Whether you’re starting a company as a first-time CEO, changing careers entirely or getting back into the job market after raising your children, it’s not just previous positions that reflect your suitability for the challenge.

Here are some critical resume building skill sets you have acquired but may have overlooked!

1. Parenting: Amy’s article is excellent for this category. How many lessons have you learned as a parent that you can apply in business? Or vice versa? It’s all experience and it all counts.

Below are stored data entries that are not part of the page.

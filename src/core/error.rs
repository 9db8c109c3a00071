use std::fmt;
use std::io;
use std::path::PathBuf;

/// Which screen-info query failed during device introspection
#[derive(Debug, Clone, Copy, PartialEq, Eq)]
pub enum ScreenQuery {
    Fixed,
    Variable,
}

/// Error kinds without payload, for matching and legacy error codes
#[derive(Debug, Clone, Copy, PartialEq, Eq)]
pub enum ErrorKind {
    OpenFailed,
    IntrospectionFailed(ScreenQuery),
    UnsupportedDepth,
    MappingFailed,
    BufferTooSmall,
    InvalidDescriptor,
    OutOfRange,
    LengthMismatch,
    PixelNotMapped,
    Closed,
}

impl ErrorKind {
    /// Numeric code of the device-open failures, as returned by the C driver
    pub fn code(self) -> Option<i64> {
        match self {
            ErrorKind::OpenFailed => Some(1),
            ErrorKind::IntrospectionFailed(ScreenQuery::Fixed) => Some(2),
            ErrorKind::IntrospectionFailed(ScreenQuery::Variable) => Some(3),
            ErrorKind::UnsupportedDepth => Some(4),
            ErrorKind::MappingFailed | ErrorKind::BufferTooSmall => Some(5),
            _ => None,
        }
    }
}

/// Errors returned by surface operations
#[derive(Debug)]
pub enum FramebufferError {
    /// Device node could not be opened
    OpenFailed { path: PathBuf, source: io::Error },
    /// Fixed or variable screen info query failed
    IntrospectionFailed {
        path: PathBuf,
        query: ScreenQuery,
        source: io::Error,
    },
    /// Device reports a bit depth other than 8, 16 or 24
    UnsupportedDepth { path: PathBuf, bpp: u32 },
    /// Mapping device memory failed
    MappingFailed { path: PathBuf, source: io::Error },
    /// Device memory is smaller than one visible frame
    BufferTooSmall {
        path: PathBuf,
        required: usize,
        available: usize,
    },
    /// Descriptor is neither an absolute path nor `dummy_<W>x<H>`
    InvalidDescriptor { descriptor: String, reason: String },
    /// Pixel index outside `[0, width * height)`
    OutOfRange { index: i64, len: usize },
    /// Frame length differs from `width * height`
    LengthMismatch { expected: usize, actual: usize },
    /// Device memory does not cover the pixel's bytes
    PixelNotMapped { index: usize, mapped: usize },
    /// Surface was already closed
    Closed,
}

impl FramebufferError {
    pub fn kind(&self) -> ErrorKind {
        match self {
            FramebufferError::OpenFailed { .. } => ErrorKind::OpenFailed,
            FramebufferError::IntrospectionFailed { query, .. } => ErrorKind::IntrospectionFailed(*query),
            FramebufferError::UnsupportedDepth { .. } => ErrorKind::UnsupportedDepth,
            FramebufferError::MappingFailed { .. } => ErrorKind::MappingFailed,
            FramebufferError::BufferTooSmall { .. } => ErrorKind::BufferTooSmall,
            FramebufferError::InvalidDescriptor { .. } => ErrorKind::InvalidDescriptor,
            FramebufferError::OutOfRange { .. } => ErrorKind::OutOfRange,
            FramebufferError::LengthMismatch { .. } => ErrorKind::LengthMismatch,
            FramebufferError::PixelNotMapped { .. } => ErrorKind::PixelNotMapped,
            FramebufferError::Closed => ErrorKind::Closed,
        }
    }
}

impl fmt::Display for FramebufferError {
    fn fmt(&self, f: &mut fmt::Formatter<'_>) -> fmt::Result {
        match self {
            FramebufferError::OpenFailed { path, .. } => {
                write!(f, "unable to open framebuffer device {}", path.display())
            }
            FramebufferError::IntrospectionFailed { path, query, .. } => {
                let which = match query {
                    ScreenQuery::Fixed => "fixed",
                    ScreenQuery::Variable => "variable",
                };
                write!(f, "error reading {} screen info for {}", which, path.display())
            }
            FramebufferError::UnsupportedDepth { path, bpp } => write!(
                f,
                "invalid color depth {} for {}; 8, 16 and 24 supported",
                bpp,
                path.display()
            ),
            FramebufferError::MappingFailed { path, .. } => {
                write!(f, "unable to mmap {}", path.display())
            }
            FramebufferError::BufferTooSmall {
                path,
                required,
                available,
            } => write!(
                f,
                "{} exposes {} bytes, a frame needs {}",
                path.display(),
                available,
                required
            ),
            FramebufferError::InvalidDescriptor { descriptor, reason } => {
                write!(f, "invalid device descriptor {:?}: {}", descriptor, reason)
            }
            FramebufferError::OutOfRange { index, len } => {
                write!(f, "pixel index {} out of range for {} pixels", index, len)
            }
            FramebufferError::LengthMismatch { expected, actual } => {
                write!(f, "frame has {} pixels, surface has {}", actual, expected)
            }
            FramebufferError::PixelNotMapped { index, mapped } => {
                write!(f, "pixel {} lies outside the {} mapped bytes", index, mapped)
            }
            FramebufferError::Closed => write!(f, "surface is closed"),
        }
    }
}

impl std::error::Error for FramebufferError {
    fn source(&self) -> Option<&(dyn std::error::Error + 'static)> {
        match self {
            FramebufferError::OpenFailed { source, .. }
            | FramebufferError::IntrospectionFailed { source, .. }
            | FramebufferError::MappingFailed { source, .. } => Some(source),
            _ => None,
        }
    }
}

pub type Result<T> = std::result::Result<T, FramebufferError>;

#[cfg(test)]
mod tests {
    use super::*;
    use std::error::Error;

    #[test]
    fn test_legacy_codes() {
        assert_eq!(ErrorKind::OpenFailed.code(), Some(1));
        assert_eq!(ErrorKind::IntrospectionFailed(ScreenQuery::Fixed).code(), Some(2));
        assert_eq!(ErrorKind::IntrospectionFailed(ScreenQuery::Variable).code(), Some(3));
        assert_eq!(ErrorKind::UnsupportedDepth.code(), Some(4));
        assert_eq!(ErrorKind::MappingFailed.code(), Some(5));
        assert_eq!(ErrorKind::OutOfRange.code(), None);
    }

    #[test]
    fn test_source_is_io_error() {
        let err = FramebufferError::OpenFailed {
            path: PathBuf::from("/dev/fb7"),
            source: io::Error::new(io::ErrorKind::NotFound, "missing"),
        };
        assert!(err.source().is_some());
        assert!(err.to_string().contains("/dev/fb7"));
        assert_eq!(err.kind(), ErrorKind::OpenFailed);
    }

    #[test]
    fn test_display_out_of_range() {
        let err = FramebufferError::OutOfRange { index: -1, len: 100 };
        assert_eq!(err.to_string(), "pixel index -1 out of range for 100 pixels");
        assert!(err.source().is_none());
    }
}
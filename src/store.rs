use crate::event::{CalendarEvent, EventPatch, NewEvent};
use crate::event_validation::{self, EventValidationError};
use crate::query::{self, EventFilter};
use chrono::{NaiveDate, NaiveDateTime};
use std::fmt;
use uuid::Uuid;

#[derive(Debug, Clone, PartialEq, Eq)]
pub enum StoreError {
    NotFound(String),
    InvalidRange {
        start: NaiveDateTime,
        end: NaiveDateTime,
    },
    DuplicateId(String),
    Validation(EventValidationError),
}

impl fmt::Display for StoreError {
    fn fmt(&self, f: &mut fmt::Formatter<'_>) -> fmt::Result {
        match self {
            StoreError::NotFound(id) => write!(f, "event {id} not found"),
            StoreError::InvalidRange { start, end } => {
                write!(f, "event end {end} must not be before start {start}")
            }
            StoreError::DuplicateId(id) => write!(f, "event {id} already exists"),
            StoreError::Validation(err) => write!(f, "invalid event: {err}"),
        }
    }
}

impl std::error::Error for StoreError {}

impl From<EventValidationError> for StoreError {
    fn from(value: EventValidationError) -> Self {
        match value {
            EventValidationError::EndBeforeStart { start, end } => {
                StoreError::InvalidRange { start, end }
            }
            EventValidationError::DuplicateId(id) => StoreError::DuplicateId(id),
            other => StoreError::Validation(other),
        }
    }
}

pub type StoreResult<T> = Result<T, StoreError>;

/// In-memory event collection. Every successful mutation bumps `revision`,
/// which is the signal for consumers to re-run their queries.
#[derive(Debug, Clone, Default)]
pub struct EventStore {
    events: Vec<CalendarEvent>,
    revision: u64,
}

impl EventStore {
    pub fn new() -> Self {
        Self::default()
    }

    pub fn from_events(events: Vec<CalendarEvent>) -> StoreResult<Self> {
        event_validation::validate_event_collection(&events)?;
        Ok(Self {
            events,
            revision: 0,
        })
    }

    pub fn events(&self) -> &[CalendarEvent] {
        &self.events
    }

    pub fn len(&self) -> usize {
        self.events.len()
    }

    pub fn is_empty(&self) -> bool {
        self.events.is_empty()
    }

    pub fn revision(&self) -> u64 {
        self.revision
    }

    pub fn find_event(&self, id: &str) -> Option<&CalendarEvent> {
        self.events.iter().find(|event| event.id == id)
    }

    fn position(&self, id: &str) -> StoreResult<usize> {
        self.events
            .iter()
            .position(|event| event.id == id)
            .ok_or_else(|| StoreError::NotFound(id.to_string()))
    }

    fn fresh_id(&self) -> String {
        loop {
            let id = Uuid::new_v4().to_string();
            if self.find_event(&id).is_none() {
                return id;
            }
        }
    }

    fn touch(&mut self) {
        self.revision += 1;
    }

    /// Assigns a fresh id, defaults `type` to `other` and `is_all_day` to false.
    pub fn create_event(&mut self, new_event: NewEvent) -> StoreResult<CalendarEvent> {
        let event = new_event.into_event(self.fresh_id());
        if let Err(err) = event_validation::validate_event(&event) {
            tracing::warn!(error = %err, "rejected new event");
            return Err(err.into());
        }
        tracing::info!(id = %event.id, title = %event.title, kind = %event.event_type, "created event");
        self.events.push(event.clone());
        self.touch();
        Ok(event)
    }

    /// Adds an event that already carries its id (seed data, persistence loads).
    pub fn insert_event(&mut self, event: CalendarEvent) -> StoreResult<()> {
        if self.find_event(&event.id).is_some() {
            return Err(StoreError::DuplicateId(event.id));
        }
        event_validation::validate_event(&event)?;
        self.events.push(event);
        self.touch();
        Ok(())
    }

    /// Merges `patch` into the event; fields absent from the patch are kept.
    pub fn update_event(&mut self, id: &str, patch: &EventPatch) -> StoreResult<CalendarEvent> {
        let idx = self.position(id)?;
        let merged = patch.apply_to(&self.events[idx]);
        if let Err(err) = event_validation::validate_event(&merged) {
            tracing::warn!(%id, error = %err, "rejected event update");
            return Err(err.into());
        }
        tracing::info!(%id, "updated event");
        self.events[idx] = merged.clone();
        self.touch();
        Ok(merged)
    }

    pub fn delete_event(&mut self, id: &str) -> StoreResult<CalendarEvent> {
        let idx = self.position(id)?;
        let removed = self.events.remove(idx);
        tracing::info!(%id, "deleted event");
        self.touch();
        Ok(removed)
    }

    /// Drag-and-drop entry point. The caller computes `new_end`, usually
    /// `new_start + event.duration()` to keep the length unchanged.
    pub fn move_event(
        &mut self,
        id: &str,
        new_start: NaiveDateTime,
        new_end: NaiveDateTime,
    ) -> StoreResult<CalendarEvent> {
        self.update_event(id, &EventPatch::times(new_start, new_end))
    }

    /// Swaps the whole collection, e.g. after an import. Rejected collections leave the store as it was.
    pub fn replace_all(&mut self, events: Vec<CalendarEvent>) -> StoreResult<()> {
        event_validation::validate_event_collection(&events)?;
        tracing::info!(count = events.len(), "replaced event collection");
        self.events = events;
        self.touch();
        Ok(())
    }

    pub fn clear(&mut self) {
        if !self.events.is_empty() {
            self.events.clear();
            self.touch();
        }
    }

    pub fn filter_events(&self, filter: &EventFilter) -> Vec<&CalendarEvent> {
        query::filter_events(&self.events, filter)
    }

    pub fn events_for_day(&self, day: NaiveDate) -> Vec<&CalendarEvent> {
        query::events_for_day(&self.events, day)
    }

    pub fn events_spanning_day(&self, day: NaiveDate) -> Vec<&CalendarEvent> {
        query::events_spanning_day(&self.events, day)
    }

    pub fn events_for_period(&self, start: NaiveDateTime, end: NaiveDateTime) -> Vec<&CalendarEvent> {
        query::events_for_period(&self.events, start, end)
    }

    pub fn upcoming_events(&self, from: NaiveDateTime, limit: usize) -> Vec<&CalendarEvent> {
        query::upcoming_events(&self.events, from, limit)
    }
}
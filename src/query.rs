//! Read-only views over an event collection. Nothing here mutates its input,
//! and every list comes back ordered by `start` (stable on insertion order).

use crate::event::{CalendarEvent, EventType};
use chrono::{NaiveDate, NaiveDateTime};
use serde::{Deserialize, Serialize};
use std::collections::BTreeMap;

/// Conjunctive filter: every criterion that is set must match, unset ones match everything.
#[derive(Debug, Clone, Default, PartialEq, Eq, Serialize, Deserialize)]
#[serde(rename_all = "camelCase")]
pub struct EventFilter {
    #[serde(default)]
    pub school_id: Option<String>,
    #[serde(default)]
    pub class_id: Option<String>,
    #[serde(default)]
    pub grade_id: Option<String>,
    #[serde(rename = "type", default)]
    pub event_type: Option<EventType>,
}

impl EventFilter {
    pub fn new() -> Self {
        Self::default()
    }

    pub fn school(mut self, school_id: impl Into<String>) -> Self {
        self.school_id = Some(school_id.into());
        self
    }

    pub fn class(mut self, class_id: impl Into<String>) -> Self {
        self.class_id = Some(class_id.into());
        self
    }

    pub fn grade(mut self, grade_id: impl Into<String>) -> Self {
        self.grade_id = Some(grade_id.into());
        self
    }

    pub fn event_type(mut self, event_type: EventType) -> Self {
        self.event_type = Some(event_type);
        self
    }

    pub fn matches(&self, event: &CalendarEvent) -> bool {
        fn field_matches(wanted: &Option<String>, actual: &Option<String>) -> bool {
            match wanted {
                Some(wanted) => actual.as_deref() == Some(wanted.as_str()),
                None => true,
            }
        }

        field_matches(&self.school_id, &event.school_id)
            && field_matches(&self.class_id, &event.class_id)
            && field_matches(&self.grade_id, &event.grade_id)
            && self.event_type.is_none_or(|kind| kind == event.event_type)
    }
}

/// Events split into the all-day lane and the timed lane.
#[derive(Debug, Clone, Default, PartialEq)]
pub struct EventLanes<'a> {
    pub all_day: Vec<&'a CalendarEvent>,
    pub timed: Vec<&'a CalendarEvent>,
}

pub fn sort_by_start(events: &mut [&CalendarEvent]) {
    events.sort_by_key(|event| event.start);
}

fn sorted<'a>(mut events: Vec<&'a CalendarEvent>) -> Vec<&'a CalendarEvent> {
    sort_by_start(&mut events);
    events
}

pub fn filter_events<'a>(events: &'a [CalendarEvent], filter: &EventFilter) -> Vec<&'a CalendarEvent> {
    let matched = events.iter().filter(|event| filter.matches(event)).collect();
    let matched = sorted(matched);
    tracing::debug!(?filter, matched = matched.len(), "filtered events");
    matched
}

/// Events that start on `day`. All-day events follow the same rule: an
/// all-day event covering several days is only returned for its start day.
/// Use [`events_spanning_day`] for range-aware matching.
pub fn events_for_day(events: &[CalendarEvent], day: NaiveDate) -> Vec<&CalendarEvent> {
    sorted(
        events
            .iter()
            .filter(|event| event.start.date() == day)
            .collect(),
    )
}

/// Events whose `[start, end]` range touches `day`, including every day of a
/// multi-day event.
pub fn events_spanning_day(events: &[CalendarEvent], day: NaiveDate) -> Vec<&CalendarEvent> {
    sorted(
        events
            .iter()
            .filter(|event| event.start.date() <= day && event.end.date() >= day)
            .collect(),
    )
}

/// Events whose start lies in the closed interval `[start, end]`.
pub fn events_for_period(
    events: &[CalendarEvent],
    start: NaiveDateTime,
    end: NaiveDateTime,
) -> Vec<&CalendarEvent> {
    sorted(
        events
            .iter()
            .filter(|event| event.start >= start && event.start <= end)
            .collect(),
    )
}

pub fn upcoming_events(events: &[CalendarEvent], from: NaiveDateTime, limit: usize) -> Vec<&CalendarEvent> {
    let mut upcoming = sorted(events.iter().filter(|event| event.start >= from).collect());
    upcoming.truncate(limit);
    upcoming
}

pub fn group_events_by_type<'a>(events: &[&'a CalendarEvent]) -> EventLanes<'a> {
    let mut lanes = EventLanes::default();
    for event in events {
        if event.is_all_day {
            lanes.all_day.push(*event);
        } else {
            lanes.timed.push(*event);
        }
    }
    lanes
}

/// Buckets by the calendar day of `start`; days ascend, each bucket keeps input order.
pub fn group_events_by_day<'a>(events: &[&'a CalendarEvent]) -> BTreeMap<NaiveDate, Vec<&'a CalendarEvent>> {
    let mut days: BTreeMap<NaiveDate, Vec<&'a CalendarEvent>> = BTreeMap::new();
    for event in events {
        days.entry(event.start.date()).or_default().push(*event);
    }
    days
}
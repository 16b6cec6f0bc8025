use crate::event::CalendarEvent;
use crate::query;
use chrono::{Datelike, NaiveDate};
use polars::prelude::*;
use std::collections::BTreeMap;

const UNIX_EPOCH_DAYS_FROM_CE: i32 = 719_163;

fn date_to_i32(date: NaiveDate) -> i32 {
    date.num_days_from_ce() - UNIX_EPOCH_DAYS_FROM_CE
}

fn date_series(name: &'static str, dates: Vec<i32>) -> PolarsResult<Column> {
    Ok(Series::new(PlSmallStr::from_static(name), dates)
        .cast(&DataType::Date)?
        .into_column())
}

/// Flat table of events, one row per event ordered by start.
pub fn events_to_dataframe(events: &[CalendarEvent]) -> PolarsResult<DataFrame> {
    let mut sorted: Vec<&CalendarEvent> = events.iter().collect();
    query::sort_by_start(&mut sorted);

    let ids: Vec<&str> = sorted.iter().map(|event| event.id.as_str()).collect();
    let titles: Vec<&str> = sorted.iter().map(|event| event.title.as_str()).collect();
    let types: Vec<&str> = sorted.iter().map(|event| event.event_type.as_str()).collect();
    let starts: Vec<i32> = sorted.iter().map(|event| date_to_i32(event.start.date())).collect();
    let start_times: Vec<String> = sorted
        .iter()
        .map(|event| event.start.format("%H:%M").to_string())
        .collect();
    let ends: Vec<i32> = sorted.iter().map(|event| date_to_i32(event.end.date())).collect();
    let all_day: Vec<bool> = sorted.iter().map(|event| event.is_all_day).collect();
    let minutes: Vec<i64> = sorted.iter().map(|event| event.duration().num_minutes()).collect();
    let schools: Vec<Option<&str>> = sorted.iter().map(|event| event.school_id.as_deref()).collect();
    let classes: Vec<Option<&str>> = sorted.iter().map(|event| event.class_id.as_deref()).collect();
    let grades: Vec<Option<&str>> = sorted.iter().map(|event| event.grade_id.as_deref()).collect();

    let columns = vec![
        Series::new(PlSmallStr::from_static("id"), ids).into_column(),
        Series::new(PlSmallStr::from_static("title"), titles).into_column(),
        Series::new(PlSmallStr::from_static("type"), types).into_column(),
        date_series("start_date", starts)?,
        Series::new(PlSmallStr::from_static("start_time"), start_times).into_column(),
        date_series("end_date", ends)?,
        Series::new(PlSmallStr::from_static("is_all_day"), all_day).into_column(),
        Series::new(PlSmallStr::from_static("duration_minutes"), minutes).into_column(),
        Series::new(PlSmallStr::from_static("school_id"), schools).into_column(),
        Series::new(PlSmallStr::from_static("class_id"), classes).into_column(),
        Series::new(PlSmallStr::from_static("grade_id"), grades).into_column(),
    ];

    DataFrame::new(columns)
}

/// Event counts per (year, month, type) keyed on the start date.
pub fn monthly_summary(events: &[CalendarEvent]) -> PolarsResult<DataFrame> {
    let mut counts: BTreeMap<(i32, u32, &'static str), u32> = BTreeMap::new();
    for event in events {
        let key = (
            event.start.year(),
            event.start.month(),
            event.event_type.as_str(),
        );
        *counts.entry(key).or_insert(0) += 1;
    }

    let mut years = Vec::with_capacity(counts.len());
    let mut months = Vec::with_capacity(counts.len());
    let mut types = Vec::with_capacity(counts.len());
    let mut totals = Vec::with_capacity(counts.len());
    for ((year, month, kind), count) in counts {
        years.push(year);
        months.push(month);
        types.push(kind);
        totals.push(count);
    }

    DataFrame::new(vec![
        Series::new(PlSmallStr::from_static("year"), years).into_column(),
        Series::new(PlSmallStr::from_static("month"), months).into_column(),
        Series::new(PlSmallStr::from_static("type"), types).into_column(),
        Series::new(PlSmallStr::from_static("count"), totals).into_column(),
    ])
}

2. Physical Challenges: Many of us have traversed through medical nightmares of our own or of those closest to us. There is nothing scarier than navigating your way through a life-threatening illness or caring for a dying parent. These situations require extreme proficiency in crisis management and serve as completely valid examples of how you handle adversity. As such, they are relevant to reflect how you can and will deal with business challenges.

3. Fiscal Responsibility: Have you eked through some very trying financial times? Have you had to balance this, trade off that, save on this or find a way to get that for half? Resourcefulness is a key metric to business success. And being able to make a dollar go a long way in business is a talent that most investors value when entrusting you with their hard-earned cash.

4. Passion: There is no substitute for passion and focus. Have you ever done something you felt was absolutely necessary? Did you achieve it? Were you an advocate for your child? Did you fight for a friend who was wronged? Help an aging parent deal with an adversarial bank or insurance company? Ways in which you turned a passion or outrage into an actionable plan to prevent abuse or change the system is absolutely relevant as an indicator for success in a business that solves an important socio-economic problem or provides a solution for those in need.

We women spend a lot of time working for our family, for our friends and for our passions. We need to take ownership of our successes, experiences, and accomplishments in our “other” jobs. I often hear women tell me I don’t know how to run a business or I don’t have any experience being a CEO. OK, well, neither did any other CEO’s in their first role as CEO. So don’t be afraid to use all of your past experience when convincing others, or yourself, that you really do have what it takes to build a business.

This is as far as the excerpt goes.